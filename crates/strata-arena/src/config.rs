//! Arena configuration parameters.

use std::fmt;

use crate::error::ArenaError;

/// Which allocation discipline an arena accepts.
///
/// Multi-element runs can abandon the tail of a block when they do not fit,
/// which breaks the push/pop reading of [`len`](crate::BlockArena::len).
/// Tagging the arena with a mode at configuration time makes that choice
/// explicit instead of leaving it to caller discipline.
#[derive(Clone, Copy, Debug, Default, PartialEq, Eq, Hash)]
pub enum AllocMode {
    /// Runs of any length up to the block size; no push/pop.
    Runs,
    /// One element at a time: `push`, `remove_last`, and `alloc` with `k <= 1`.
    Stack,
    /// Everything is allowed. Size accounting after a block advance that
    /// skipped a non-empty tail no longer matches a simple stack.
    #[default]
    Mixed,
}

impl AllocMode {
    /// Whether a run of `len` elements is permitted in this mode.
    pub fn allows_run(self, len: usize) -> bool {
        match self {
            Self::Runs | Self::Mixed => true,
            Self::Stack => len <= 1,
        }
    }

    /// Whether `push` / `remove_last` are permitted in this mode.
    pub fn allows_stack_ops(self) -> bool {
        !matches!(self, Self::Runs)
    }
}

impl fmt::Display for AllocMode {
    fn fmt(&self, f: &mut fmt::Formatter<'_>) -> fmt::Result {
        let name = match self {
            Self::Runs => "runs",
            Self::Stack => "stack",
            Self::Mixed => "mixed",
        };
        f.write_str(name)
    }
}

/// Configuration for a [`BlockArena`](crate::BlockArena).
///
/// Fixed once passed to [`configure`](crate::BlockArena::configure); a new
/// configuration always starts from an empty arena.
#[derive(Clone, Debug, PartialEq, Eq)]
pub struct ArenaConfig {
    /// Number of elements in each block.
    ///
    /// Also the longest run a single `alloc` may request. Must be non-zero.
    pub block_size: usize,

    /// Allocation discipline accepted by the arena.
    pub mode: AllocMode,

    /// Upper bound on the number of blocks the store may grow to.
    ///
    /// `None` means growth is limited only by the system allocator.
    pub max_blocks: Option<usize>,
}

impl ArenaConfig {
    /// Create a config with the given block size, [`AllocMode::Mixed`] and no block cap.
    pub fn new(block_size: usize) -> Self {
        Self {
            block_size,
            mode: AllocMode::default(),
            max_blocks: None,
        }
    }

    /// Set the allocation mode.
    pub fn with_mode(mut self, mode: AllocMode) -> Self {
        self.mode = mode;
        self
    }

    /// Cap the number of blocks.
    pub fn with_max_blocks(mut self, max_blocks: usize) -> Self {
        self.max_blocks = Some(max_blocks);
        self
    }

    /// Check the structural invariants of this configuration.
    pub fn validate(&self) -> Result<(), ArenaError> {
        if self.block_size == 0 {
            return Err(ArenaError::InvalidBlockSize);
        }
        if self.max_blocks == Some(0) {
            return Err(ArenaError::InvalidMaxBlocks);
        }
        Ok(())
    }

    /// Size of one block of `T` in bytes.
    pub fn block_bytes<T>(&self) -> usize {
        self.block_size.saturating_mul(std::mem::size_of::<T>())
    }
}

#[cfg(test)]
mod tests {
    use super::*;

    #[test]
    fn new_defaults_to_mixed_and_uncapped() {
        let config = ArenaConfig::new(64);
        assert_eq!(config.block_size, 64);
        assert_eq!(config.mode, AllocMode::Mixed);
        assert_eq!(config.max_blocks, None);
        assert!(config.validate().is_ok());
    }

    #[test]
    fn zero_block_size_rejected() {
        let config = ArenaConfig::new(0);
        assert_eq!(config.validate(), Err(ArenaError::InvalidBlockSize));
    }

    #[test]
    fn zero_block_cap_rejected() {
        let config = ArenaConfig::new(8).with_max_blocks(0);
        assert_eq!(config.validate(), Err(ArenaError::InvalidMaxBlocks));
    }

    #[test]
    fn block_bytes_scales_with_element_size() {
        let config = ArenaConfig::new(16);
        assert_eq!(config.block_bytes::<u64>(), 128);
        assert_eq!(config.block_bytes::<u8>(), 16);
    }

    #[test]
    fn stack_mode_limits_runs() {
        assert!(AllocMode::Stack.allows_run(1));
        assert!(!AllocMode::Stack.allows_run(2));
        assert!(AllocMode::Runs.allows_run(1024));
        assert!(!AllocMode::Runs.allows_stack_ops());
        assert!(AllocMode::Mixed.allows_stack_ops());
    }
}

#####

• **WHAT THE TASK REQUIRES**
The string "Clone" marks the lines to copy; report each of them from the data above.

• **REPLY**
#[derive(Clone, Copy, Debug, Default, PartialEq, Eq, Hash)]
#[derive(Clone, Debug, PartialEq, Eq)]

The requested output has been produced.